Start of RECORDS TO PROCESS
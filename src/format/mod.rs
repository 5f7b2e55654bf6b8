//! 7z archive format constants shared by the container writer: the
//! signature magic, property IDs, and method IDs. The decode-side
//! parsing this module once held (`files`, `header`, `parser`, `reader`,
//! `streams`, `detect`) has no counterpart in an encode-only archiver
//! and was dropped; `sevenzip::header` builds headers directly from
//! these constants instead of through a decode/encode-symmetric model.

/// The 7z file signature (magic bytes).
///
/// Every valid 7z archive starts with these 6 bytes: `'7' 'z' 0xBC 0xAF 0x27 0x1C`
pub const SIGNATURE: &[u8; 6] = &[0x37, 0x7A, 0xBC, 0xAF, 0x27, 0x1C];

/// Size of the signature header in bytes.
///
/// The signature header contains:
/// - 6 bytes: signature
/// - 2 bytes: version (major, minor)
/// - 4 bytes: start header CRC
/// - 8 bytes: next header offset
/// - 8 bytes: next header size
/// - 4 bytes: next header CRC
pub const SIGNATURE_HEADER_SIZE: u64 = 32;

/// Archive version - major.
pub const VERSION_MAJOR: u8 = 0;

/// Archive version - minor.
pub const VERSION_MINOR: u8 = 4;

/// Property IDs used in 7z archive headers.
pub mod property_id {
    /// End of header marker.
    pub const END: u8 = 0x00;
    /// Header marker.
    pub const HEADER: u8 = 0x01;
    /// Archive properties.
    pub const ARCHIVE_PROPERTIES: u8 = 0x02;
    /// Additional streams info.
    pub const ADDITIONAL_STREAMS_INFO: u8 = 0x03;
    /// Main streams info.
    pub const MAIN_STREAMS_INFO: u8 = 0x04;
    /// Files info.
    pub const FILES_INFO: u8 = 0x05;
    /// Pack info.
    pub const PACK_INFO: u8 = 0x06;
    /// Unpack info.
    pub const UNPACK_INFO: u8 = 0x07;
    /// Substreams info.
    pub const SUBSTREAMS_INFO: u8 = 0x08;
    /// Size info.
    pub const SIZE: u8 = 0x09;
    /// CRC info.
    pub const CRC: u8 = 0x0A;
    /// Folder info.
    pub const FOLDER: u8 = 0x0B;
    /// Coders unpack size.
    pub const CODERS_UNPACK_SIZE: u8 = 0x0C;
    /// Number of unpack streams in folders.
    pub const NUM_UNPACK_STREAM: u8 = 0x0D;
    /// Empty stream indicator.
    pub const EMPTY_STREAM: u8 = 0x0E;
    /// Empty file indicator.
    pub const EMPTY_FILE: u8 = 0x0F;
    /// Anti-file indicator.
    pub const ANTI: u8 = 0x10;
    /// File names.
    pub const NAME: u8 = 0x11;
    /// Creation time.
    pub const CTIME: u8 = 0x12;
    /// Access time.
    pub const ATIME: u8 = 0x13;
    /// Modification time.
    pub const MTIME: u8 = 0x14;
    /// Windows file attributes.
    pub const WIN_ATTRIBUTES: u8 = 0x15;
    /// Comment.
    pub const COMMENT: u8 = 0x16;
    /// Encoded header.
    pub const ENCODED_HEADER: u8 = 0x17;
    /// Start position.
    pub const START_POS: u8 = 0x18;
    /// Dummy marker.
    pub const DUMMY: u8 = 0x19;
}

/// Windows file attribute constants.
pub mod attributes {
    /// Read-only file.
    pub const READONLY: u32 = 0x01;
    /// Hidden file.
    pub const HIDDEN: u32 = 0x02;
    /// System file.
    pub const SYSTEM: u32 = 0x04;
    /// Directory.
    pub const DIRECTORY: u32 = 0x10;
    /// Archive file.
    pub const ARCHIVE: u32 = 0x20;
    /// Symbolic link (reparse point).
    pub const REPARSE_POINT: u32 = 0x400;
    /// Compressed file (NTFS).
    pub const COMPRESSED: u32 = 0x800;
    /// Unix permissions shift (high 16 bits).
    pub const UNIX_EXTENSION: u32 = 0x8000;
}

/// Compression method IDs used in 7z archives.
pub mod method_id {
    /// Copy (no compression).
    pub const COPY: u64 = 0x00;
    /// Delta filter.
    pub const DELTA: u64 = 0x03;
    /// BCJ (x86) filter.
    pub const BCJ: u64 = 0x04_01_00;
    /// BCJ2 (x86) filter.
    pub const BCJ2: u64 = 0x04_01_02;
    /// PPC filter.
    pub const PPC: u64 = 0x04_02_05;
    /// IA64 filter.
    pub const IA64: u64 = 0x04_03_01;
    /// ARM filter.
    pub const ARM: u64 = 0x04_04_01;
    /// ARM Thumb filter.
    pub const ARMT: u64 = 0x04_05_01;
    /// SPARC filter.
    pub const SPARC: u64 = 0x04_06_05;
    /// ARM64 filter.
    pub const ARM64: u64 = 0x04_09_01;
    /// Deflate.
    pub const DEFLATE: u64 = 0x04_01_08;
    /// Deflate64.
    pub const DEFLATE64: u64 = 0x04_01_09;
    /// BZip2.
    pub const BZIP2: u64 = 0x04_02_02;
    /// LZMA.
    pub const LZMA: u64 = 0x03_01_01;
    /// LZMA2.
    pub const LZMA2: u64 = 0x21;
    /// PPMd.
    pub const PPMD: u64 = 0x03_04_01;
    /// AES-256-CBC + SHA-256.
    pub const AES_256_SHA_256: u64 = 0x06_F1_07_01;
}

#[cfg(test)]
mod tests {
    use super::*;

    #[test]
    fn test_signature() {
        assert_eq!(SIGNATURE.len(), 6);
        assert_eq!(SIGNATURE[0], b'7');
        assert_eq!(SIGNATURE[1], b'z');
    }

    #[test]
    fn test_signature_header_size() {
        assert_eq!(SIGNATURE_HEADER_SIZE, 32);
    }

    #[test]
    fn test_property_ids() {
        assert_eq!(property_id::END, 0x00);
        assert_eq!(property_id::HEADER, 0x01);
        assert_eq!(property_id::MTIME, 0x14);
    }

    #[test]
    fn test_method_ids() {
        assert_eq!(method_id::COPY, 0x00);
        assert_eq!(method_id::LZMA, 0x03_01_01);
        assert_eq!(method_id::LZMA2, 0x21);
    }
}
End of RECORDS TO PROCESS
-- BRIEF --
Starting at the line above that contains "pub const ENCODED_HEADER: u8 = 0x17;", write out each line exactly until the line that contains "BCJ2 (x86) filter." has been written, and stop there.

-- REPLY TO THE EXERCISE --
    pub const ENCODED_HEADER: u8 = 0x17;
    /// Start position.
    pub const START_POS: u8 = 0x18;
    /// Dummy marker.
    pub const DUMMY: u8 = 0x19;
}

/// Windows file attribute constants.
pub mod attributes {
    /// Read-only file.
    pub const READONLY: u32 = 0x01;
    /// Hidden file.
    pub const HIDDEN: u32 = 0x02;
    /// System file.
    pub const SYSTEM: u32 = 0x04;
    /// Directory.
    pub const DIRECTORY: u32 = 0x10;
    /// Archive file.
    pub const ARCHIVE: u32 = 0x20;
    /// Symbolic link (reparse point).
    pub const REPARSE_POINT: u32 = 0x400;
    /// Compressed file (NTFS).
    pub const COMPRESSED: u32 = 0x800;
    /// Unix permissions shift (high 16 bits).
    pub const UNIX_EXTENSION: u32 = 0x8000;
}

/// Compression method IDs used in 7z archives.
pub mod method_id {
    /// Copy (no compression).
    pub const COPY: u64 = 0x00;
    /// Delta filter.
    pub const DELTA: u64 = 0x03;
    /// BCJ (x86) filter.
    pub const BCJ: u64 = 0x04_01_00;
    /// BCJ2 (x86) filter.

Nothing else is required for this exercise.